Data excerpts
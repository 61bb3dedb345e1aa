use mtls_probe::protocol::https;
use mtls_probe::*;
use std::process::ExitCode;
use tracing::error;

fn main() -> ExitCode {
    let args = shell::Args::parse_normalized();

    if args.help {
        println!("{}", shell::USAGE);
        return ExitCode::SUCCESS;
    }

    shell::init_tracing(&args.log_level);

    match try_main(args) {
        Ok(()) => ExitCode::SUCCESS,
        Err(e) => {
            match e.downcast_ref::<ProbeError>() {
                Some(ProbeError::MissingFields(_)) => error!("{}\n{}", e, shell::USAGE),
                _ => error!("{}", e),
            }
            ExitCode::FAILURE
        }
    }
}

fn try_main(args: shell::Args) -> anyhow::Result<()> {
    let config = args.into_config()?;

    let runtime = tokio::runtime::Builder::new_current_thread()
        .enable_all()
        .build()?;
    let response = runtime.block_on(https::run(&config))?;

    response.write_report(&mut std::io::stdout().lock())?;
    Ok(())
}
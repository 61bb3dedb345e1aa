use crate::domain::ProbeConfig;
use crate::{ProbeError, Result};
use clap::{ArgAction, Parser, ValueEnum};
use std::ffi::OsString;
use std::fmt::Display;

pub const USAGE: &str = "usage:

mtls-probe -srvhost <host[:port]> -clientcert <clientCertificateFile> -cacert <caFile> -clientkey <clientPrivateKeyFile> [-help]

Options:
  -help          Optional, print this message
  -srvhost       Required, server address
  -clientcert    Required, client certificate
  -clientkey     Required, client private key
  -cacert        Required, CA that signed the server certificate
  -log-level     Optional, diagnostic verbosity (default: info)";

/// Flags that consume the following argument when no `=` is given.
const VALUE_FLAGS: [&str; 5] = ["srvhost", "cacert", "clientcert", "clientkey", "log-level"];

#[derive(Clone, Debug, ValueEnum)]
pub enum LogLevel {
    Trace,
    Debug,
    Info,
    Warn,
    Error,
}

impl Display for LogLevel {
    fn fmt(&self, f: &mut std::fmt::Formatter<'_>) -> std::fmt::Result {
        match self {
            LogLevel::Trace => write!(f, "trace"),
            LogLevel::Debug => write!(f, "debug"),
            LogLevel::Info => write!(f, "info"),
            LogLevel::Warn => write!(f, "warn"),
            LogLevel::Error => write!(f, "error"),
        }
    }
}

#[derive(Debug, Parser)]
#[command(name = "mtls-probe", disable_help_flag = true, disable_version_flag = true)]
pub struct Args {
    /// Bare `-help` means true; `-help=true` and `-help=false` are accepted too.
    #[arg(
        long,
        action = ArgAction::Set,
        num_args = 0..=1,
        require_equals = true,
        default_value = "false",
        default_missing_value = "true"
    )]
    pub help: bool,
    #[arg(long, allow_hyphen_values = true)]
    pub srvhost: Option<String>,
    #[arg(long, allow_hyphen_values = true)]
    pub cacert: Option<String>,
    #[arg(long, allow_hyphen_values = true)]
    pub clientcert: Option<String>,
    #[arg(long, allow_hyphen_values = true)]
    pub clientkey: Option<String>,
    #[arg(long, value_enum, default_value = "info")]
    pub log_level: LogLevel,
}

impl Args {
    /// Parses the process arguments, accepting `-flag` as well as `--flag`.
    pub fn parse_normalized() -> Self {
        Self::parse_from(normalize_args(std::env::args_os()))
    }

    pub fn into_config(self) -> Result<ProbeConfig> {
        let missing: Vec<&'static str> = [
            ("-srvhost", &self.srvhost),
            ("-cacert", &self.cacert),
            ("-clientcert", &self.clientcert),
            ("-clientkey", &self.clientkey),
        ]
        .into_iter()
        .filter(|(_, value)| value.as_deref().map_or(true, str::is_empty))
        .map(|(flag, _)| flag)
        .collect();

        if !missing.is_empty() {
            return Err(ProbeError::MissingFields(missing));
        }

        Ok(ProbeConfig {
            server_host: self.srvhost.unwrap_or_default(),
            ca_cert_path: self.cacert.unwrap_or_default(),
            client_cert_path: self.clientcert.unwrap_or_default(),
            client_key_path: self.clientkey.unwrap_or_default(),
        })
    }
}

/// Rewrites single-dash long flags (`-srvhost`) into clap's `--srvhost` form.
///
/// The first item is the program name and is left alone, as are flag values,
/// anything after a bare `--`, and arguments that are not valid UTF-8.
pub fn normalize_args<I, S>(args: I) -> Vec<OsString>
where
    I: IntoIterator<Item = S>,
    S: Into<OsString>,
{
    let mut args = args.into_iter().map(Into::into);
    let mut normalized: Vec<OsString> = args.next().into_iter().collect();
    let mut expecting_value = false;
    let mut passthrough = false;

    for arg in args {
        if passthrough || expecting_value {
            expecting_value = false;
            normalized.push(arg);
            continue;
        }

        let Some(text) = arg.to_str() else {
            normalized.push(arg);
            continue;
        };

        if text == "--" {
            passthrough = true;
            normalized.push(arg);
            continue;
        }

        let name = text.trim_start_matches('-');
        let dashes = text.len() - name.len();
        if dashes == 0 || name.is_empty() {
            normalized.push(arg);
            continue;
        }

        let (flag, has_value) = match name.split_once('=') {
            Some((flag, _)) => (flag, true),
            None => (name, false),
        };
        expecting_value = !has_value && VALUE_FLAGS.contains(&flag);

        if dashes == 1 && flag.len() > 1 {
            normalized.push(format!("--{name}").into());
        } else {
            normalized.push(arg);
        }
    }

    normalized
}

§ Your instructions:
Set down exactly the lines beginning at the one that holds "expecting_value = !has_value" and ending with the last line of the data.

§ Expected answer:
        expecting_value = !has_value && VALUE_FLAGS.contains(&flag);

        if dashes == 1 && flag.len() > 1 {
            normalized.push(format!("--{name}").into());
        } else {
            normalized.push(arg);
        }
    }

    normalized
}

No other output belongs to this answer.